# PROBLEM DETAILS:
Search the records for the string "never", and show each line where it appears.

Collected data entries:
☆ ☆ ☆ ☆ ☆ ☆ ☆
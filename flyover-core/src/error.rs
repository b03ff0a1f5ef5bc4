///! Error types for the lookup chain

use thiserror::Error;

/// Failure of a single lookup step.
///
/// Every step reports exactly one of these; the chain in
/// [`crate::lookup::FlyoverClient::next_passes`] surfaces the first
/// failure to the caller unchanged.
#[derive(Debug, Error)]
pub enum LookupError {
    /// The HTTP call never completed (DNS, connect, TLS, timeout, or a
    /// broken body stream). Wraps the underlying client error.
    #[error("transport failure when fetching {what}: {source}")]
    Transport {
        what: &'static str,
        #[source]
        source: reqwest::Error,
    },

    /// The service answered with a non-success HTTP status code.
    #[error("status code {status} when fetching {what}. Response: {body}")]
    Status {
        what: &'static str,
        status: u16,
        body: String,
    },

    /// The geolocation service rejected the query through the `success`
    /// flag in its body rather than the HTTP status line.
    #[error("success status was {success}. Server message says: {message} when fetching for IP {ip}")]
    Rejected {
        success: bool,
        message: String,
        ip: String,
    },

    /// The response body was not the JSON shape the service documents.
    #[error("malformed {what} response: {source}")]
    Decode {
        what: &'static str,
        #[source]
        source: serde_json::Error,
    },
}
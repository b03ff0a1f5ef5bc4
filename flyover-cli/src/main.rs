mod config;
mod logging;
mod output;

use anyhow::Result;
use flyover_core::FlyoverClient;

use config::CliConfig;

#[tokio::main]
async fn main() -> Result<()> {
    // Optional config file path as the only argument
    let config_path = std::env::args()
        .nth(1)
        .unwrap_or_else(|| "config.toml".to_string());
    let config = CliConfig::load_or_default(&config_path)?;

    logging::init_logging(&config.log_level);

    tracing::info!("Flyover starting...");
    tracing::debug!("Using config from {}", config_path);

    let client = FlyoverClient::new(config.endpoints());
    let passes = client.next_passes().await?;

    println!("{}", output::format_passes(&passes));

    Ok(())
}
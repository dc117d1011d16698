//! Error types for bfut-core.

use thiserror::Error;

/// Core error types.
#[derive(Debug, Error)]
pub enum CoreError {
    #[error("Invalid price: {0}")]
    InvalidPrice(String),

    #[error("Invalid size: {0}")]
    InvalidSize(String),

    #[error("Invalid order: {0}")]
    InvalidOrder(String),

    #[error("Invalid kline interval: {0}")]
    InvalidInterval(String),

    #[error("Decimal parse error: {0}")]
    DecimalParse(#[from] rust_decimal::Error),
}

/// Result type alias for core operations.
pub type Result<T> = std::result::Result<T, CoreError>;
☆ ☆ ☆ ☆ ☆ ☆ ☆
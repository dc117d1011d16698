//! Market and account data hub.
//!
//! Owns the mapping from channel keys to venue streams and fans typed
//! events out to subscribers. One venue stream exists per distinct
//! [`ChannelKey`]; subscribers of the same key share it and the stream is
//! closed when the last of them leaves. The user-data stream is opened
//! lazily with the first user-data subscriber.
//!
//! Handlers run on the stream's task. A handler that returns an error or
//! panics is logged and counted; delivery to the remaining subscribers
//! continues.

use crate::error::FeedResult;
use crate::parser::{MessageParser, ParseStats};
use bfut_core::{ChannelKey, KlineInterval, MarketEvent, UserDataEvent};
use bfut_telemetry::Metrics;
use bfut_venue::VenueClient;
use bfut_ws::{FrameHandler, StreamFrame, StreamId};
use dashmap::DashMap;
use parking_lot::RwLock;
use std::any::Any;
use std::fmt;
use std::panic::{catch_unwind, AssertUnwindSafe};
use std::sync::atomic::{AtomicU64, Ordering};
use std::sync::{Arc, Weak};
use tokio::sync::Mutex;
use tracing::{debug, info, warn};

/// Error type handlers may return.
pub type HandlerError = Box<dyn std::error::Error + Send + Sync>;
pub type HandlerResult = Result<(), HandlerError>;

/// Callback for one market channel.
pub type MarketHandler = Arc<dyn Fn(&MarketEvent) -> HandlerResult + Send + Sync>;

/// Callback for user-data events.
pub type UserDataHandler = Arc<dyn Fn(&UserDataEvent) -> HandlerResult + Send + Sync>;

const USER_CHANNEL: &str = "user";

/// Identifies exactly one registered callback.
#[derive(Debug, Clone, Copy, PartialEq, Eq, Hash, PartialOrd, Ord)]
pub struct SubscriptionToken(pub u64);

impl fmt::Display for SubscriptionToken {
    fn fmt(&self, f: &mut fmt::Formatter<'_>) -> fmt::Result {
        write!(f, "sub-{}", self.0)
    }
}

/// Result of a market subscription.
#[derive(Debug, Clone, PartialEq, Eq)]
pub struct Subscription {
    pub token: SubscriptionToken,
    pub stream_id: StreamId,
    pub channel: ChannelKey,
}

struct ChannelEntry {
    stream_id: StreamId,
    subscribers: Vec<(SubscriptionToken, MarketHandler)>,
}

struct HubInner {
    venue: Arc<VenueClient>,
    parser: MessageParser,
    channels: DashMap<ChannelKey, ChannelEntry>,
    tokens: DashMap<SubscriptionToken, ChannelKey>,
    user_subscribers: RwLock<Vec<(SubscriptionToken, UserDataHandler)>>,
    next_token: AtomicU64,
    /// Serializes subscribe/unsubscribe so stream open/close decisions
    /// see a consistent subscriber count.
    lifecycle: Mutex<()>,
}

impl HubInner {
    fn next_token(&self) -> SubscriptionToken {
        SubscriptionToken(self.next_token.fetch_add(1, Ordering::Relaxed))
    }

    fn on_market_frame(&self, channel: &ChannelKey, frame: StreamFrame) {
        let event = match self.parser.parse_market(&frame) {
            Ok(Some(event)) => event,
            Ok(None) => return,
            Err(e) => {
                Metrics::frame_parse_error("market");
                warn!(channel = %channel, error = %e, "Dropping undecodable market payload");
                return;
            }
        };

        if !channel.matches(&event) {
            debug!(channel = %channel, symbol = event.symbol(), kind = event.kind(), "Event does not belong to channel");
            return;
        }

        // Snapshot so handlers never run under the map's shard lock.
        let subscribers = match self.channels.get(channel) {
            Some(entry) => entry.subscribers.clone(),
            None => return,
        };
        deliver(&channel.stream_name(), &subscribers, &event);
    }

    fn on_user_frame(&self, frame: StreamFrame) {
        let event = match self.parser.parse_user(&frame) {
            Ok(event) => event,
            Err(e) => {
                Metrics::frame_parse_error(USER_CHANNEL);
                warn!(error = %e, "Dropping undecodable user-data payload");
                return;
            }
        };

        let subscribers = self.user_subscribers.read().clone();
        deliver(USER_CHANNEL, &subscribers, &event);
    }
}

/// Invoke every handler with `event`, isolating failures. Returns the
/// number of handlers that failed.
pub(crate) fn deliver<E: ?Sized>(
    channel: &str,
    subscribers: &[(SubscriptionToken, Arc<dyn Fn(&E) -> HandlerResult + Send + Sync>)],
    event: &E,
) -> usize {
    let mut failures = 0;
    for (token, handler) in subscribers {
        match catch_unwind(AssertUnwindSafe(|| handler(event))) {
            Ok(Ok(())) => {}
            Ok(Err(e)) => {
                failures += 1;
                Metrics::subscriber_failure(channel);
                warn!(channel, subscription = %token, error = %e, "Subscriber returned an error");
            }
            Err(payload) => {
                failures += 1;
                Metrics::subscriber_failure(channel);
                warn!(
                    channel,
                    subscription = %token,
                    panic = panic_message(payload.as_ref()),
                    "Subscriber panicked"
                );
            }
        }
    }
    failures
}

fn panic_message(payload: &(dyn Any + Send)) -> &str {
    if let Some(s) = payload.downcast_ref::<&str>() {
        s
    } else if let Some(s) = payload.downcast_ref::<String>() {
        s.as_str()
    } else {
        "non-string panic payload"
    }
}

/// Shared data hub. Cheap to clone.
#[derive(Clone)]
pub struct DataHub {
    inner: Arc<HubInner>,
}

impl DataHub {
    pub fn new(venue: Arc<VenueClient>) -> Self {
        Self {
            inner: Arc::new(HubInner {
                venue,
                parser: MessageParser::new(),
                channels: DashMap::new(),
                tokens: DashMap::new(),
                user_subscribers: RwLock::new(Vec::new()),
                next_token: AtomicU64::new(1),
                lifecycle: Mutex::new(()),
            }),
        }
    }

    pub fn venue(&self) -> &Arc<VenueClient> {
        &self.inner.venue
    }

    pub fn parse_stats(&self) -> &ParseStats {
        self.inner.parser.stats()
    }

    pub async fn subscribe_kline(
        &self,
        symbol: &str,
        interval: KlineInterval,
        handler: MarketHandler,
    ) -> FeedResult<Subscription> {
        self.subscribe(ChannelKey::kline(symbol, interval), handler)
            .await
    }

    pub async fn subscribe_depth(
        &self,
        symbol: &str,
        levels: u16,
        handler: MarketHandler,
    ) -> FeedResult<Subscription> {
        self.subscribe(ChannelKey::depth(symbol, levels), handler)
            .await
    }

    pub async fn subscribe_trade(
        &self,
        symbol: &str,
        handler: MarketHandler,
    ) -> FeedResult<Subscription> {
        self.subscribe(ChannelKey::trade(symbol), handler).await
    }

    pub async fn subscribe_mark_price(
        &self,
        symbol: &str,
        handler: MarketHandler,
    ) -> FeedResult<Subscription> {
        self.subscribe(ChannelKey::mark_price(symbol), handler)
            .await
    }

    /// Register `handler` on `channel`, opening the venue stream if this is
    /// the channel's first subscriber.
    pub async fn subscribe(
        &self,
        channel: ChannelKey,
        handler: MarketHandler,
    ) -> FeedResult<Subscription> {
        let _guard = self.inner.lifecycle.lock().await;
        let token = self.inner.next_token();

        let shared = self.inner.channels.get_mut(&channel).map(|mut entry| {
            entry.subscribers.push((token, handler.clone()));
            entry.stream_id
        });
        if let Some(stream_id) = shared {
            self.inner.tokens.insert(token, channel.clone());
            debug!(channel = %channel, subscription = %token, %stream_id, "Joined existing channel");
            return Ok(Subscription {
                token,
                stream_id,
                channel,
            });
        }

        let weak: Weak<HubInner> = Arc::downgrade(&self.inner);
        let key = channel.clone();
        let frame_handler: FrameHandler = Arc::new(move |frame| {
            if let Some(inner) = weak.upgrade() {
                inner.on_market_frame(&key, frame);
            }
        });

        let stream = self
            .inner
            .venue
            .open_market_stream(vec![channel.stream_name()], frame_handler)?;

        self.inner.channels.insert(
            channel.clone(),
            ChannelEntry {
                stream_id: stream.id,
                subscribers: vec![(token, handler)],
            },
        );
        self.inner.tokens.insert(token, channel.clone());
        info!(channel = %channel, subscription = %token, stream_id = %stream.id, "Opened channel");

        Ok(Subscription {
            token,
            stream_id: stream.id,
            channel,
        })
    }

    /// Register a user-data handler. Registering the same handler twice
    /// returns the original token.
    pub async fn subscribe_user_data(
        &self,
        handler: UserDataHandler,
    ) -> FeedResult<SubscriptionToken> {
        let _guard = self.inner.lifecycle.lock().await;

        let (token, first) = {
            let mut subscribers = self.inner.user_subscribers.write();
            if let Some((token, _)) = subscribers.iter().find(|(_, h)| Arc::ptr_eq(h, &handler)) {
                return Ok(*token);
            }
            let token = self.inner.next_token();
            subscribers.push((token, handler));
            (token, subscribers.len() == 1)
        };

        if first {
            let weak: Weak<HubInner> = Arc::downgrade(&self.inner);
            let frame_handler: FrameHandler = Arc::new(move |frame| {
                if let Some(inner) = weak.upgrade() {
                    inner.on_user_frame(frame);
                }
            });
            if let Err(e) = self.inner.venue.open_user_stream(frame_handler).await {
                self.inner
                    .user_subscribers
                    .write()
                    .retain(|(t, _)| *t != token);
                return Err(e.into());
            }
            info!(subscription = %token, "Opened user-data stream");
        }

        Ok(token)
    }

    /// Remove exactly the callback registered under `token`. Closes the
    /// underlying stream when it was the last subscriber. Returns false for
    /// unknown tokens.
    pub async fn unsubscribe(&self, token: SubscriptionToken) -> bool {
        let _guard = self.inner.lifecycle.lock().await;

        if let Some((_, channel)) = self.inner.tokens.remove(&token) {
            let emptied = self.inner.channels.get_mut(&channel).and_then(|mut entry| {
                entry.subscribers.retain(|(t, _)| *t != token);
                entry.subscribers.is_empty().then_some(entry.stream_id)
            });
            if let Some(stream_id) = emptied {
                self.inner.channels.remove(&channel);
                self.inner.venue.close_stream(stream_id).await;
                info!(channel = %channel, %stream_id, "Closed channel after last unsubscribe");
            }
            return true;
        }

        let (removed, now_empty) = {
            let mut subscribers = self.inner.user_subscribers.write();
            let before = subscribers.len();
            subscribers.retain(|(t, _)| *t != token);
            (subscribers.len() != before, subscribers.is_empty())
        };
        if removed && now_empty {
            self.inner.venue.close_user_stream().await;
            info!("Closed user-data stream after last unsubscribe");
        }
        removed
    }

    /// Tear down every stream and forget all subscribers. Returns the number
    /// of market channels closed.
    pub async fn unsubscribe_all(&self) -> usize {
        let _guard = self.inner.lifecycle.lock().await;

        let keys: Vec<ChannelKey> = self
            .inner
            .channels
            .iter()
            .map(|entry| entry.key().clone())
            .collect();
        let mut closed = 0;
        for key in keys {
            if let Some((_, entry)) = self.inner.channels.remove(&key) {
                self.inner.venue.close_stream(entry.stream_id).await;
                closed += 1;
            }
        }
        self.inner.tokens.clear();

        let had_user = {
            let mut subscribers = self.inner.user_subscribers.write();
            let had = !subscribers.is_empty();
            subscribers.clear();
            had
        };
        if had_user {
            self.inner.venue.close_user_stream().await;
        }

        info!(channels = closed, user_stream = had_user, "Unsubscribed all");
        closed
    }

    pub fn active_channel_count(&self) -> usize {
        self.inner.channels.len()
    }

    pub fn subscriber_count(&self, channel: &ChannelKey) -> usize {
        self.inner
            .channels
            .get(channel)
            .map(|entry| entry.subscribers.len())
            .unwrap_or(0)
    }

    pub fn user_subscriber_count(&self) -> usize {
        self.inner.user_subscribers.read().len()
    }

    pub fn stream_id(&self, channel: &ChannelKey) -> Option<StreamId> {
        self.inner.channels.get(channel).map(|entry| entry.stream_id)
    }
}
☆ ☆ ☆ ☆ ☆ ☆ ☆
# RESPONSE AREA:
    /// The HTTP call never completed (DNS, connect, TLS, timeout, or a
        // Snapshot so handlers never run under the map's shard lock.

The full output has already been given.